DATA SHOWN:
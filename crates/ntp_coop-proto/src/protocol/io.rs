// Copyright 2026 U.S. Federal Government (in countries where recognized)
// SPDX-License-Identifier: Apache-2.0

use byteorder::{BE, WriteBytesExt};
use std::io;

use super::{
    ClientRequest, LeapIndicator, Mode, Stratum, TimestampFormat, Version, WriteBytes,
    WriteToBytes,
};

// Writer implementations.

impl<W> WriteBytes for W
where
    W: WriteBytesExt,
{
    fn write_bytes<P: WriteToBytes>(&mut self, value: P) -> io::Result<()> {
        value.write_to_bytes(self)
    }
}

impl<P> WriteToBytes for &P
where
    P: WriteToBytes,
{
    fn write_to_bytes<W: WriteBytesExt>(&self, writer: W) -> io::Result<()> {
        (*self).write_to_bytes(writer)
    }
}

impl WriteToBytes for TimestampFormat {
    fn write_to_bytes<W: WriteBytesExt>(&self, mut writer: W) -> io::Result<()> {
        writer.write_u32::<BE>(self.seconds)?;
        writer.write_u32::<BE>(self.fraction)?;
        Ok(())
    }
}

impl WriteToBytes for Stratum {
    fn write_to_bytes<W: WriteBytesExt>(&self, mut writer: W) -> io::Result<()> {
        writer.write_u8(self.0)?;
        Ok(())
    }
}

impl WriteToBytes for (LeapIndicator, Version, Mode) {
    fn write_to_bytes<W: WriteBytesExt>(&self, mut writer: W) -> io::Result<()> {
        let (li, vn, mode) = *self;
        writer.write_u8(super::bytes::li_vn_mode_byte(li, vn, mode))?;
        Ok(())
    }
}

impl WriteToBytes for ClientRequest {
    fn write_to_bytes<W: WriteBytesExt>(&self, mut writer: W) -> io::Result<()> {
        writer.write_bytes((self.leap_indicator, self.version, self.mode))?;
        writer.write_bytes(self.stratum)?;
        writer.write_i8(self.poll)?;
        writer.write_i8(self.precision)?;
        // Root delay and root dispersion.
        writer.write_u32::<BE>(0)?;
        writer.write_u32::<BE>(0)?;
        for b in self.reference_id {
            writer.write_u8(b)?;
        }
        // Reference, origin, receive and transmit timestamps.
        for _ in 0..4 {
            writer.write_bytes(TimestampFormat::default())?;
        }
        Ok(())
    }
}

#[cfg(test)]
mod tests {
    use super::*;
    use crate::protocol::{PACKET_SIZE, encode_request};

    #[test]
    fn test_writer_matches_slice_codec() {
        let request = ClientRequest::default();
        let mut buf = [0u8; PACKET_SIZE];
        (&mut buf[..]).write_bytes(request).unwrap();
        assert_eq!(buf, encode_request(&request));
    }

    #[test]
    fn test_writer_emits_exactly_one_packet() {
        let mut out = Vec::new();
        out.write_bytes(&ClientRequest::default()).unwrap();
        assert_eq!(out.len(), PACKET_SIZE);
    }

    #[test]
    fn test_writer_fails_on_short_slice() {
        let mut buf = [0u8; 20];
        let err = (&mut buf[..]).write_bytes(ClientRequest::default()).unwrap_err();
        assert_eq!(err.kind(), io::ErrorKind::WriteZero);
    }
}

TASK TO COMPLETE: Show every line from the entries above in which "default" appears.

YOUR SOLUTION:
            writer.write_bytes(TimestampFormat::default())?;
        let request = ClientRequest::default();
        out.write_bytes(&ClientRequest::default()).unwrap();
        let err = (&mut buf[..]).write_bytes(ClientRequest::default()).unwrap_err();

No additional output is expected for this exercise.